In April 1995, more than a year after the Masek trial, Judge Hufnagel finally issued her findings in that case. She came down hard on Peterson and his cohorts, finding that the evidence showed they had trespassed at Masek's business and indulged in "wanton conduct." The judge added that Peterson had displayed "utter disregard for the truth" in his testimony. Hufnagel ordered Peterson's firm to pay Masek's company in excess of $120,000 and may yet force the private eye to cough up Masek's attorney's fees. The judge says she can't comment on the case. Peterson says he plans to appeal.

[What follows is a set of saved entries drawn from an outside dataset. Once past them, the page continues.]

//! Progress synchronization.
//!
//! [`ProgressLedger`] is the port over the server-side ledger;
//! [`HttpLedger`] is its production transport. [`SyncClient`] is the
//! fire-and-forget dispatcher the session uses: it resolves identity at
//! send time, spawns the request, and only ever uses the outcome for
//! logging and the failure side channel, never for control flow, so
//! playback can mechanically never block on the network.

use std::sync::Arc;
use std::time::Duration;

use async_trait::async_trait;
use chrono::Utc;
use reqwest::{Client, RequestBuilder, StatusCode};
use tokio::task::JoinHandle;
use tokio_util::sync::CancellationToken;
use url::Url;
use verba_model::{DailyGoalSummary, Identity, ProgressUpdate, StreakSummary, VideoId};

use crate::error::{Result, WatchError};
use crate::identity::IdentityResolver;
use crate::session::SessionObserver;

/// Port over the external progress ledger.
///
/// The write side is idempotent per `(identity, video)` for
/// non-decreasing minute values; the read side mirrors the server's
/// aggregation and is only ever called by the UI shell, never scheduled
/// by the engine.
#[cfg_attr(test, mockall::automock)]
#[async_trait]
pub trait ProgressLedger: Send + Sync {
    async fn record_progress(&self, update: &ProgressUpdate, identity: &Identity) -> Result<()>;

    async fn fetch_daily_goal(&self, identity: &Identity) -> Result<DailyGoalSummary>;

    async fn fetch_streak(&self, identity: &Identity) -> Result<StreakSummary>;
}

/// HTTP transport for the progress ledger.
#[derive(Debug, Clone)]
pub struct HttpLedger {
    client: Client,
    base_url: Url,
    api_version: String,
}

impl HttpLedger {
    /// Build a transport with a bounded per-request timeout, so a slow
    /// network never accumulates unbounded in-flight requests across
    /// successive minute boundaries.
    pub fn new(base_url: Url, request_timeout: Duration) -> Result<Self> {
        let client = Client::builder().timeout(request_timeout).build()?;
        Ok(Self {
            client,
            base_url,
            api_version: "v1".to_string(),
        })
    }

    /// Build a versioned API URL
    fn build_url(&self, path: &str) -> String {
        let base = self.base_url.as_str().trim_end_matches('/');
        let path = path.trim_start_matches('/');
        format!("{}/api/{}/{}", base, self.api_version, path)
    }

    /// Guests identify through a query parameter, accounts through the
    /// Authorization header.
    fn with_identity(&self, builder: RequestBuilder, identity: &Identity) -> RequestBuilder {
        match identity {
            Identity::Account(token) => builder.bearer_auth(&token.access_token),
            Identity::Guest(id) => builder.query(&[("session_id", id.to_string())]),
        }
    }

    async fn ledger_error(response: reqwest::Response) -> WatchError {
        let status = response.status().as_u16();
        let message = response
            .text()
            .await
            .unwrap_or_else(|_| "unknown error".to_string());
        WatchError::Ledger { status, message }
    }
}

#[async_trait]
impl ProgressLedger for HttpLedger {
    async fn record_progress(&self, update: &ProgressUpdate, identity: &Identity) -> Result<()> {
        let mut request = self
            .client
            .post(self.build_url("watch/progress"))
            .json(update);
        // The guest session id already rides in the body for anonymous
        // updates; only accounts need a header.
        if let Identity::Account(token) = identity {
            request = request.bearer_auth(&token.access_token);
        }

        let response = request.send().await?;
        match response.status() {
            StatusCode::OK | StatusCode::NO_CONTENT => Ok(()),
            _ => Err(Self::ledger_error(response).await),
        }
    }

    async fn fetch_daily_goal(&self, identity: &Identity) -> Result<DailyGoalSummary> {
        let request = self.client.get(self.build_url("watch/goal"));
        let response = self.with_identity(request, identity).send().await?;
        match response.status() {
            StatusCode::OK => Ok(response.json().await?),
            _ => Err(Self::ledger_error(response).await),
        }
    }

    async fn fetch_streak(&self, identity: &Identity) -> Result<StreakSummary> {
        let request = self.client.get(self.build_url("watch/streak"));
        let response = self.with_identity(request, identity).send().await?;
        match response.status() {
            StatusCode::OK => Ok(response.json().await?),
            _ => Err(Self::ledger_error(response).await),
        }
    }
}

/// Fire-and-forget dispatcher for minute updates.
pub(crate) struct SyncClient {
    video_id: VideoId,
    ledger: Arc<dyn ProgressLedger>,
    identity: Arc<dyn IdentityResolver>,
    observer: Arc<dyn SessionObserver>,
    live: CancellationToken,
}

impl std::fmt::Debug for SyncClient {
    fn fmt(&self, f: &mut std::fmt::Formatter<'_>) -> std::fmt::Result {
        f.debug_struct("SyncClient")
            .field("video_id", &self.video_id)
            .finish()
    }
}

impl SyncClient {
    pub(crate) fn new(
        video_id: VideoId,
        ledger: Arc<dyn ProgressLedger>,
        identity: Arc<dyn IdentityResolver>,
        observer: Arc<dyn SessionObserver>,
        live: CancellationToken,
    ) -> Self {
        Self {
            video_id,
            ledger,
            identity,
            observer,
            live,
        }
    }

    /// Dispatch one minute update. The identity is resolved now, at send
    /// time, so a mid-session login is picked up by the next dispatch.
    /// The returned handle is only used by tests; the scheduler never
    /// awaits it.
    pub(crate) fn dispatch(&self, minute: u32) -> JoinHandle<()> {
        let identity = self.identity.current();
        let update = ProgressUpdate {
            video_id: self.video_id,
            watched_minutes: minute,
            session_id: identity.guest_id(),
            recorded_at: Utc::now(),
        };

        let ledger = Arc::clone(&self.ledger);
        let observer = Arc::clone(&self.observer);
        let live = self.live.clone();

        tokio::spawn(async move {
            match ledger.record_progress(&update, &identity).await {
                Ok(()) => {
                    tracing::debug!(
                        video_id = %update.video_id,
                        minute = update.watched_minutes,
                        authenticated = identity.is_authenticated(),
                        "synced watch progress"
                    );
                }
                Err(err) => {
                    // Dropped minutes are acceptable loss; never retried,
                    // never raised into the playback pipeline.
                    tracing::warn!(
                        video_id = %update.video_id,
                        minute = update.watched_minutes,
                        error = %err,
                        "failed to sync watch progress"
                    );
                    if !live.is_cancelled() {
                        observer.on_sync_failure(&err.to_string());
                    }
                }
            }
        })
    }
}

The following month, Peterson lost another civil case. He and Stymiest were named as defendants, along with a podiatrist named Stephen Albert, in a suit filed by Denver doctor Gerit Mulder, who has since left town. Although the court files have been sealed at Mulder's request, the doctor's attorney, Phil Pearson, says the action was a slander-and-defamation case.
The court fight began when Mulder sued Albert for allegedly telling people that Mulder had AIDS and abused cocaine. Peterson and Stymiest were added as defendants only after Albert hired them to assist in his defense. According to Pearson, a witness said that Stymiest, posing as an investigative reporter, told her Mulder was "on drugs." Peterson denies ever slandering Mulder and says he only asked potential witnesses questions about Mulder's personal habits.
The jury found for Mulder but decided that Peterson, Stymiest and Albert should pay just $1 each in damages. The panel, however, awarded Mulder $28,000 in attorney's fees. According to attorney Pearson, Mulder has since requested a new trial in an attempt to recover financial losses he says he suffered as a result of the slander.
Peterson was angry about the judgments in both cases, and he responded in typically blunt fashion. First, he requested that Hufnagel recuse herself from the Masek case, even though she'd already rendered her decision. The basis for his request: Hufnagel had a conflict of interest in that before she'd ruled, Peterson had begun the Yellow Cab investigation of her and Karen Mathis. Hufnagel refused to step down.
Next Peterson accused Hufnagel of turning Judge Markson against him in the Mulder case. Then he set up what he calls the Committee to Unseat Hufnagel. To build ammunition, he took out advertisements in local newspapers seeking other dissatisfied defendants. To date, he says, only a few people have climbed aboard. The reason for the lukewarm response, he says, is that people are afraid of Hufnagel.